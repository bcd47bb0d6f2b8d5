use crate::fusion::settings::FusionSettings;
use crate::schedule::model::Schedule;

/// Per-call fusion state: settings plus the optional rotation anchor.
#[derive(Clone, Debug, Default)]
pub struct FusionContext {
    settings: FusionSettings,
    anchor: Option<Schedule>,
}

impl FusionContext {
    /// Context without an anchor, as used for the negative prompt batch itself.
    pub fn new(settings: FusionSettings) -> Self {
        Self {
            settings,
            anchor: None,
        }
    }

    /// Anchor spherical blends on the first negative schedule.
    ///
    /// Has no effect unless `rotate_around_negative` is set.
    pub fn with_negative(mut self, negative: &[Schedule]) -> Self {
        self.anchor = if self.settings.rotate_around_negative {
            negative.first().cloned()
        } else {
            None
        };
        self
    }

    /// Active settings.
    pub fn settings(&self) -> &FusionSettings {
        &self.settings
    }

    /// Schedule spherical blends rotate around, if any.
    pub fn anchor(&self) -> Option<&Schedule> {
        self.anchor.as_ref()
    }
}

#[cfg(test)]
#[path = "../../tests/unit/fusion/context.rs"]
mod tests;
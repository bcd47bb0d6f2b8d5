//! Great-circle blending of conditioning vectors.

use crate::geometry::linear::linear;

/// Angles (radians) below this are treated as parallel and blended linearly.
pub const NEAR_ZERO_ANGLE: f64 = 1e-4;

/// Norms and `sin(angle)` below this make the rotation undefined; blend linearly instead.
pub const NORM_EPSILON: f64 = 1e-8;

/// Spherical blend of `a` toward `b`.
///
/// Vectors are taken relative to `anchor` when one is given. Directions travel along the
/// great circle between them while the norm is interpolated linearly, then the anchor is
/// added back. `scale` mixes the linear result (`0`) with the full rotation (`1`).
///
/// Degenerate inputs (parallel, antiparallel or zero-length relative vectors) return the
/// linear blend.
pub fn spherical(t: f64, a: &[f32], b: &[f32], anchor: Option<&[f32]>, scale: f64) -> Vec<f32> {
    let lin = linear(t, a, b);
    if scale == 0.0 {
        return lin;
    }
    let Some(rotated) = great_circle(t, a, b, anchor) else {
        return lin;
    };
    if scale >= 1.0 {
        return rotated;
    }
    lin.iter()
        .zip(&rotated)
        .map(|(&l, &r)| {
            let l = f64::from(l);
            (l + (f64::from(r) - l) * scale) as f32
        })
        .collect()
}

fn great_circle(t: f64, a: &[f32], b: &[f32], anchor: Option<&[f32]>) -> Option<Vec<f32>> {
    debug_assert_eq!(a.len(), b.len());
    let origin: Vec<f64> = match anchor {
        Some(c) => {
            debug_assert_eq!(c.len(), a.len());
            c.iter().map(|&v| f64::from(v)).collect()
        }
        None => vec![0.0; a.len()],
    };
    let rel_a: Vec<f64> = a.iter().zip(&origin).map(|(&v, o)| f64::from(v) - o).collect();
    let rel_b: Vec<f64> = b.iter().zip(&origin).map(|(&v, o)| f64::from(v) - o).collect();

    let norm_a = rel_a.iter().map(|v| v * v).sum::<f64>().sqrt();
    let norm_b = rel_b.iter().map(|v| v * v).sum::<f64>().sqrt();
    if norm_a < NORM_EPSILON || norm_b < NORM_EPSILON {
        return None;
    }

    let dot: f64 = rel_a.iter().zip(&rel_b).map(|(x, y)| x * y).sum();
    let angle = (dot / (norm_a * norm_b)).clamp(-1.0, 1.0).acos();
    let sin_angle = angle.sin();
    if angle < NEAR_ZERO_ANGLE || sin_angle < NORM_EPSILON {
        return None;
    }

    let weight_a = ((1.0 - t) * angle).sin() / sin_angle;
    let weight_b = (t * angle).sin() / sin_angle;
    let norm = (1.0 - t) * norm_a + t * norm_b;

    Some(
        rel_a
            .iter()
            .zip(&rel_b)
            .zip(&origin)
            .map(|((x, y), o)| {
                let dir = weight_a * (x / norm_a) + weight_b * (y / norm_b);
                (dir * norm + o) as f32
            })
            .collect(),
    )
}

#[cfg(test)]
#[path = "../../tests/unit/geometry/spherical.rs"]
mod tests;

▬▬▬▬▬▬▬▬▬▬

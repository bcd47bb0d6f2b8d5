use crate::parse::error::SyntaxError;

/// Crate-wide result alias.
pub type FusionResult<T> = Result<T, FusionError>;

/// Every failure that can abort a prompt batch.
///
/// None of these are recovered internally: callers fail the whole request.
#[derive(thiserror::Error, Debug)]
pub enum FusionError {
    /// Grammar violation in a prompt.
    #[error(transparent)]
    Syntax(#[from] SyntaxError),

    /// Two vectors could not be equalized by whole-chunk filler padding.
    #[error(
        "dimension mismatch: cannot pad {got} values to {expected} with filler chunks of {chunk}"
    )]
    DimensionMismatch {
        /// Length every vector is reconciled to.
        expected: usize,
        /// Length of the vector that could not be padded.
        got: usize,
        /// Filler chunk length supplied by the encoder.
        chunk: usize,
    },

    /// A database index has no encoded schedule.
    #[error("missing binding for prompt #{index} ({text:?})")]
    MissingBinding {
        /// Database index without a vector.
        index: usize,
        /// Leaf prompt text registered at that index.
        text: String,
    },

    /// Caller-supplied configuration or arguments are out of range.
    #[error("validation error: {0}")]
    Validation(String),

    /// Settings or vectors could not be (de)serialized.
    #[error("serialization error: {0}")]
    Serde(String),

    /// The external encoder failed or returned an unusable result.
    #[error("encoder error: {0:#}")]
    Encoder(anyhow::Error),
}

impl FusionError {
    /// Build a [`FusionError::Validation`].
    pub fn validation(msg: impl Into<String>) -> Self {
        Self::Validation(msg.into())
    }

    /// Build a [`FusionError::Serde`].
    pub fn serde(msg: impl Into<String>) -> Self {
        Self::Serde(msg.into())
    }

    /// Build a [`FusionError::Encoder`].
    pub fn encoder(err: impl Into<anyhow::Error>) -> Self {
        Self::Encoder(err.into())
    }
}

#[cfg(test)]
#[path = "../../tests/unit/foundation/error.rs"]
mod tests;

▬▬▬▬▬▬▬▬▬▬

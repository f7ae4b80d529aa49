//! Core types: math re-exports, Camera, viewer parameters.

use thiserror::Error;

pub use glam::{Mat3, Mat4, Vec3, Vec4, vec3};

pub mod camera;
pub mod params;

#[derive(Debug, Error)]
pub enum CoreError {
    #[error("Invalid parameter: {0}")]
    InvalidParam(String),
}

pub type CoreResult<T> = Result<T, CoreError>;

▬▬▬▬▬▬▬▬▬▬

*Problem details:*
Find and copy each line of the listing above that holds the word "relative".

*Response below:*
/// Vectors are taken relative to `anchor` when one is given. Directions travel along the
/// Degenerate inputs (parallel, antiparallel or zero-length relative vectors) return the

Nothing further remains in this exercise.